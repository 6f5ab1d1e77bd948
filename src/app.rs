//! Character Roster App
//!
//! Top-level component: starts the acquisition and switches between the
//! loading, error and ready views.

use leptos::prelude::*;
use reactive_stores::Store;

use roster_core::{LoadState, RosterConfig};

use crate::components::{CharacterDetailPanel, CharacterTable, FilterBar, PageSizeSelector, PaginationControls};
use crate::store::{store_load_roster, use_roster_store, RosterState, RosterStateStoreFields};

#[component]
pub fn App() -> impl IntoView {
    let store = Store::new(RosterState::new(RosterConfig::default()));
    provide_context(store);

    // Load once on mount
    Effect::new(move |_| store_load_roster(store));

    // Memo so filter/page changes don't rebuild the whole tree
    let load_state = Memo::new(move |_| store.roster().read().load_state().clone());

    view! {
        <div class="container">
            {move || match load_state.get() {
                LoadState::Errored(message) => view! {
                    <div class="load-error">"Failed to load characters: " {message}</div>
                }.into_any(),
                LoadState::Ready => view! { <RosterView /> }.into_any(),
                LoadState::Idle | LoadState::Loading => view! {
                    <div class="loading">"Loading..."</div>
                }.into_any(),
            }}
        </div>
    }
}

/// Filters, table, pagination and detail panel
#[component]
fn RosterView() -> impl IntoView {
    let store = use_roster_store();
    let matched = Memo::new(move |_| store.roster().read().filtered_len());

    view! {
        <h1>"Rick and Morty Characters"</h1>
        <FilterBar />
        <PageSizeSelector />
        <Show
            when=move || { matched.get() > 0 }
            fallback=|| view! { <div class="empty">"No characters match the current filters."</div> }
        >
            <CharacterTable />
            <PaginationControls />
        </Show>
        <CharacterDetailPanel />
    }
}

────────────────

## WORK REQUIRED
Extract every line above exactly as it stands.

## COMPLETED TASK
repository 6f5ab1d1e77bd948
filename src/app.rs
//! Character Roster App
//!
//! Top-level component: starts the acquisition and switches between the
//! loading, error and ready views.

use leptos::prelude::*;
use reactive_stores::Store;

use roster_core::{LoadState, RosterConfig};

use crate::components::{CharacterDetailPanel, CharacterTable, FilterBar, PageSizeSelector, PaginationControls};
use crate::store::{store_load_roster, use_roster_store, RosterState, RosterStateStoreFields};

#[component]
pub fn App() -> impl IntoView {
    let store = Store::new(RosterState::new(RosterConfig::default()));
    provide_context(store);

    // Load once on mount
    Effect::new(move |_| store_load_roster(store));

    // Memo so filter/page changes don't rebuild the whole tree
    let load_state = Memo::new(move |_| store.roster().read().load_state().clone());

    view! {
        <div class="container">
            {move || match load_state.get() {
                LoadState::Errored(message) => view! {
                    <div class="load-error">"Failed to load characters: " {message}</div>
                }.into_any(),
                LoadState::Ready => view! { <RosterView /> }.into_any(),
                LoadState::Idle | LoadState::Loading => view! {
                    <div class="loading">"Loading..."</div>
                }.into_any(),
            }}
        </div>
    }
}

/// Filters, table, pagination and detail panel
#[component]
fn RosterView() -> impl IntoView {
    let store = use_roster_store();
    let matched = Memo::new(move |_| store.roster().read().filtered_len());

    view! {
        <h1>"Rick and Morty Characters"</h1>
        <FilterBar />
        <PageSizeSelector />
        <Show
            when=move || { matched.get() > 0 }
            fallback=|| view! { <div class="empty">"No characters match the current filters."</div> }
        >
            <CharacterTable />
            <PaginationControls />
        </Show>
        <CharacterDetailPanel />
    }
}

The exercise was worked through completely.